Várias espécies de anfíbios que vivem nas lagoas da Serra da Estrela, como o sapo-parteiro e o tritão-marmoreado, estão a morrer por causa de uma nova estirpe de vírus, alertou nesta semana um estudo publicado na revista Scientific Reports.
Desde 2011 que estes pequenos animais estão a ser afectados por uma nova estirpe do vírus do género Ranavirus, que afecta outras regiões da Europa. Como o tritão-de-ventre-laranja (Lissotriton boscai). Antes do primeiro surto, em 2011, foram encontrados num charco cerca de 230 animais; em 2014, apenas restavam seis.
“Esta nova estirpe tem sido responsável pela morte anual em massa de várias espécies de anfíbios, semelhante ao que foi registado no Norte de Espanha”, explica em comunicado Gonçalo M. Rosa, biólogo que lidera o trabalho de monitorização dos anfíbios da Serra da Estrela, a decorrer desde 2009.

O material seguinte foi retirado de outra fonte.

//! Stable diagnostic codes.
//!
//! Codes identify a diagnostic family independently of its message text; hosts use them for
//! suppression (`highlighting.suppressed_codes`) and tests assert on them.

// Language level gates.
pub const LANGUAGE_LEVEL: &str = "LANGUAGE_LEVEL";

// Names and references.
pub const CANNOT_RESOLVE_SYMBOL: &str = "CANNOT_RESOLVE_SYMBOL";
pub const INACCESSIBLE: &str = "INACCESSIBLE";
pub const STATIC_CONTEXT: &str = "STATIC_CONTEXT";
pub const REFERENCE_BEFORE_SUPER: &str = "REFERENCE_BEFORE_SUPER";
pub const NO_ENCLOSING_INSTANCE: &str = "NO_ENCLOSING_INSTANCE";
pub const NOT_ENCLOSING_CLASS: &str = "NOT_ENCLOSING_CLASS";
pub const ILLEGAL_ENUM_STATIC_ACCESS: &str = "ILLEGAL_ENUM_STATIC_ACCESS";

// Imports.
pub const IMPORT_CONFLICT: &str = "IMPORT_CONFLICT";

// Modifiers.
pub const REPEATED_MODIFIER: &str = "REPEATED_MODIFIER";
pub const MODIFIER_NOT_ALLOWED: &str = "MODIFIER_NOT_ALLOWED";
pub const ILLEGAL_MODIFIER_COMBINATION: &str = "ILLEGAL_MODIFIER_COMBINATION";

// Classes.
pub const PUBLIC_CLASS_FILE_NAME: &str = "PUBLIC_CLASS_FILE_NAME";
pub const DUPLICATE_CLASS: &str = "DUPLICATE_CLASS";
pub const CYCLIC_INHERITANCE: &str = "CYCLIC_INHERITANCE";
pub const INTERFACE_EXPECTED: &str = "INTERFACE_EXPECTED";
pub const NO_INTERFACE_EXPECTED: &str = "NO_INTERFACE_EXPECTED";
pub const INHERIT_FROM_FINAL: &str = "INHERIT_FROM_FINAL";
pub const INHERIT_FROM_ENUM: &str = "INHERIT_FROM_ENUM";
pub const ABSTRACT_METHOD_NOT_IMPLEMENTED: &str = "ABSTRACT_METHOD_NOT_IMPLEMENTED";
pub const NO_DEFAULT_CONSTRUCTOR: &str = "NO_DEFAULT_CONSTRUCTOR";
pub const INCONSISTENT_INHERITANCE: &str = "INCONSISTENT_INHERITANCE";
pub const UNRELATED_RETURN_TYPES: &str = "UNRELATED_RETURN_TYPES";
pub const LOCAL_ENUM: &str = "LOCAL_ENUM";
pub const INNER_CLASS_STATIC_DECLARATION: &str = "INNER_CLASS_STATIC_DECLARATION";
pub const ABSTRACT_INSTANTIATION: &str = "ABSTRACT_INSTANTIATION";
pub const ENUM_INSTANTIATION: &str = "ENUM_INSTANTIATION";

// Methods and constructors.
pub const ABSTRACT_METHOD_BODY: &str = "ABSTRACT_METHOD_BODY";
pub const NATIVE_METHOD_BODY: &str = "NATIVE_METHOD_BODY";
pub const INTERFACE_METHOD_BODY: &str = "INTERFACE_METHOD_BODY";
pub const MISSING_METHOD_BODY: &str = "MISSING_METHOD_BODY";
pub const ABSTRACT_METHOD_IN_NON_ABSTRACT_CLASS: &str = "ABSTRACT_METHOD_IN_NON_ABSTRACT_CLASS";
pub const MISSING_RETURN_TYPE: &str = "MISSING_RETURN_TYPE";
pub const DUPLICATE_METHOD: &str = "DUPLICATE_METHOD";
pub const SAME_ERASURE: &str = "SAME_ERASURE";
pub const STATIC_OVERRIDE: &str = "STATIC_OVERRIDE";
pub const FINAL_OVERRIDE: &str = "FINAL_OVERRIDE";
pub const WEAKER_ACCESS: &str = "WEAKER_ACCESS";
pub const INCOMPATIBLE_RETURN_TYPE: &str = "INCOMPATIBLE_RETURN_TYPE";
pub const OVERRIDE_THROWS: &str = "OVERRIDE_THROWS";
pub const METHOD_DOES_NOT_OVERRIDE: &str = "METHOD_DOES_NOT_OVERRIDE";
pub const VARARG_NOT_LAST: &str = "VARARG_NOT_LAST";
pub const CONSTRUCTOR_CALL_NOT_FIRST: &str = "CONSTRUCTOR_CALL_NOT_FIRST";
pub const RECURSIVE_CONSTRUCTOR_CALL: &str = "RECURSIVE_CONSTRUCTOR_CALL";
pub const ENUM_SUPER_CALL: &str = "ENUM_SUPER_CALL";
pub const ANNOTATION_MEMBER_PARAMETERS: &str = "ANNOTATION_MEMBER_PARAMETERS";

// Calls.
pub const CANNOT_RESOLVE_METHOD: &str = "CANNOT_RESOLVE_METHOD";
pub const CANNOT_RESOLVE_CONSTRUCTOR: &str = "CANNOT_RESOLVE_CONSTRUCTOR";
pub const AMBIGUOUS_CALL: &str = "AMBIGUOUS_CALL";
pub const ARGUMENT_MISMATCH: &str = "ARGUMENT_MISMATCH";
pub const ABSTRACT_SUPER_CALL: &str = "ABSTRACT_SUPER_CALL";

// Types and expressions.
pub const INCOMPATIBLE_TYPES: &str = "INCOMPATIBLE_TYPES";
pub const INCONVERTIBLE_TYPES: &str = "INCONVERTIBLE_TYPES";
pub const OPERATOR_NOT_APPLICABLE: &str = "OPERATOR_NOT_APPLICABLE";
pub const VARIABLE_EXPECTED: &str = "VARIABLE_EXPECTED";
pub const FINAL_ASSIGNMENT: &str = "FINAL_ASSIGNMENT";
pub const FINAL_ALREADY_ASSIGNED: &str = "FINAL_ALREADY_ASSIGNED";
pub const FINAL_NOT_INITIALIZED: &str = "FINAL_NOT_INITIALIZED";
pub const ARRAY_TYPE_EXPECTED: &str = "ARRAY_TYPE_EXPECTED";
pub const NOT_A_STATEMENT: &str = "NOT_A_STATEMENT";
pub const ILLEGAL_GENERIC_INSTANCEOF: &str = "ILLEGAL_GENERIC_INSTANCEOF";
pub const CONSTANT_EXPRESSION_REQUIRED: &str = "CONSTANT_EXPRESSION_REQUIRED";
pub const DUPLICATE_VARIABLE: &str = "DUPLICATE_VARIABLE";

// Unchecked warnings.
pub const UNCHECKED_ASSIGNMENT: &str = "UNCHECKED_ASSIGNMENT";
pub const UNCHECKED_CALL: &str = "UNCHECKED_CALL";
pub const UNCHECKED_CAST: &str = "UNCHECKED_CAST";
pub const UNCHECKED_OVERRIDE: &str = "UNCHECKED_OVERRIDE";

// Statements.
pub const RETURN_OUTSIDE_METHOD: &str = "RETURN_OUTSIDE_METHOD";
pub const RETURN_VALUE_FROM_VOID: &str = "RETURN_VALUE_FROM_VOID";
pub const MISSING_RETURN_VALUE: &str = "MISSING_RETURN_VALUE";
pub const ENUM_CASE_LABEL: &str = "ENUM_CASE_LABEL";
pub const DUPLICATE_SWITCH_LABEL: &str = "DUPLICATE_SWITCH_LABEL";
pub const DUPLICATE_DEFAULT_LABEL: &str = "DUPLICATE_DEFAULT_LABEL";
pub const CASE_OUTSIDE_SWITCH: &str = "CASE_OUTSIDE_SWITCH";
pub const COLON_EXPECTED: &str = "COLON_EXPECTED";
pub const UNDEFINED_LABEL: &str = "UNDEFINED_LABEL";
pub const NOT_A_LOOP_LABEL: &str = "NOT_A_LOOP_LABEL";
pub const BREAK_OUTSIDE: &str = "BREAK_OUTSIDE";
pub const CONTINUE_OUTSIDE: &str = "CONTINUE_OUTSIDE";
pub const DUPLICATE_LABEL: &str = "DUPLICATE_LABEL";
pub const LABEL_WITHOUT_STATEMENT: &str = "LABEL_WITHOUT_STATEMENT";
pub const FOREACH_NOT_APPLICABLE: &str = "FOREACH_NOT_APPLICABLE";

// Exceptions.
pub const UNHANDLED_EXCEPTION: &str = "UNHANDLED_EXCEPTION";
pub const EXCEPTION_NEVER_THROWN: &str = "EXCEPTION_NEVER_THROWN";
pub const EXCEPTION_ALREADY_CAUGHT: &str = "EXCEPTION_ALREADY_CAUGHT";

// Generics.
pub const WRONG_TYPE_ARGUMENT_COUNT: &str = "WRONG_TYPE_ARGUMENT_COUNT";
pub const NO_TYPE_PARAMETERS: &str = "NO_TYPE_PARAMETERS";
pub const PRIMITIVE_TYPE_ARGUMENT: &str = "PRIMITIVE_TYPE_ARGUMENT";
pub const TYPE_ARGUMENT_OUT_OF_BOUNDS: &str = "TYPE_ARGUMENT_OUT_OF_BOUNDS";
pub const WILDCARD_INSTANTIATION: &str = "WILDCARD_INSTANTIATION";
pub const NO_WILDCARD_EXPECTED: &str = "NO_WILDCARD_EXPECTED";
pub const WILDCARD_NOT_ALLOWED: &str = "WILDCARD_NOT_ALLOWED";
pub const GENERIC_ARRAY_CREATION: &str = "GENERIC_ARRAY_CREATION";
pub const TYPE_PARAMETER_INSTANTIATION: &str = "TYPE_PARAMETER_INSTANTIATION";
pub const DUPLICATE_TYPE_PARAMETER: &str = "DUPLICATE_TYPE_PARAMETER";
pub const TYPE_PARAMETERS_NOT_ALLOWED: &str = "TYPE_PARAMETERS_NOT_ALLOWED";

// Annotations.
pub const ANNOTATION_TYPE_EXPECTED: &str = "ANNOTATION_TYPE_EXPECTED";
pub const ANNOTATION_VALUE_NOT_CONSTANT: &str = "ANNOTATION_VALUE_NOT_CONSTANT";
pub const MISSING_ANNOTATION_ATTRIBUTE: &str = "MISSING_ANNOTATION_ATTRIBUTE";
pub const ANNOTATION_NOT_APPLICABLE: &str = "ANNOTATION_NOT_APPLICABLE";
pub const DUPLICATE_ANNOTATION: &str = "DUPLICATE_ANNOTATION";
pub const REPEATED_ANNOTATION_TARGET: &str = "REPEATED_ANNOTATION_TARGET";

// Informational markers.
pub const REASSIGNED_PARAMETER: &str = "REASSIGNED_PARAMETER";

Os investigadores salientam que este ranavírus é “altamente virulento em múltiplas espécies e estágios de vida, e a diferentes altitudes”.
O problema é que pouco se sabe ainda sobre este grupo de ranavírus.
“Não sabemos como tratar indivíduos com ranavirose, nem como mitigar ainda o problema no campo”, comentou Gonçalo M. Rosa, investigador do cE3c – Centro de Ecologia, Evolução e Alterações Ambientais, DICE (Universidade de Kent) e ZSL (ambos no Reino Unido).
Para saber mais, os investigadores estudam todas as espécies de anfíbios que vivem no Parque Natural da Serra da Estrela, em dez locais, especialmente naqueles onde já foram encontrados animais mortos.
A partir de 2011 concentraram os estudos em Folgosinho, num tanque com 255 metros quadrados a cerca de mil metros de altitude e perto da vila de Folgosinho.
Neste tanque, em Agosto de 2011 foram encontrados os primeiros animais infectados com este ranavírus no Parque Natural da Serra da Estrela. Eram dois tritões-marmoreados (Triturus marmoratus).
Meses depois, em Novembro, os investigadores regressaram ao local e encontraram mais de 92 por cento dos girinos de tritão-de-ventre-laranja mortos, com sinais de ranavirose. Tinham hemorragias na pele e úlceras.
“O mesmo padrão de mortalidade em massa, envolvendo múltiplas espécies de anfíbios, repetiu-se anualmente nas quatro estações do ano em Folgosinho”, escrevem os investigadores no artigo.
Os biólogos recolheram dados nos tanques, munidos de camaroeiros, três a quatro vezes por ano (Primavera, Verão, Outono e, dependendo do clima, no Inverno), durante dois a três dias.
De acordo com os resultados da investigação, por causa desta nova estirpe de vírus, a população de tritão-de-ventre-laranja de Folgosinho caiu 68,8 por cento entre 2011 e 2013.
“Os vírus do género Ranavirus encontram-se um pouco por todo o mundo, sendo capazes de infetar vários grupos de animais, desde peixes a répteis e anfíbios. Mas diferentes estirpes têm diferentes graus de virulência, e aquele que circula na Serra da Estrela pertence a um grupo hiper-virulento chamado CMTV-Ranavirus”, frisam.
Estes vírus estão a expandir-se na Península Ibérica, que alberga grande parte da biodiversidade de anfíbios da Europa, incluindo várias espécies endémicas.
Mas esta já não é a primeira vez que os anfíbios da Serra da Estrela causam preocupação. Em 2009 foram encontradas centenas de sapos-parteiro (Alytes obstetricans) mortos numa das lagoas do Parque Natural.
Os investigadores concluíram tratar-se de uma infecção por quitrídio (Batrachochytrium dendrobatidis), um fungo microscópico que afeta as populações de sapo-parteiro. Tratou-se do primeiro caso de declínio de anfíbios em Portugal associado a uma doença. Em poucos anos, o sapo-parteiro desapareceu de quase 70 por cento dos pontos onde habitava.
Contudo, enquanto os efeitos do quitrídio continuam a estar limitados a altitudes elevadas e a uma única espécie, o ranavírus revela ser altamente virulento em múltiplas espécies e estágios de vida, e a diferentes altitudes. Na verdade, está a provocar declínios e a alterar a composição e a estrutura das populações de anfíbios na Europa.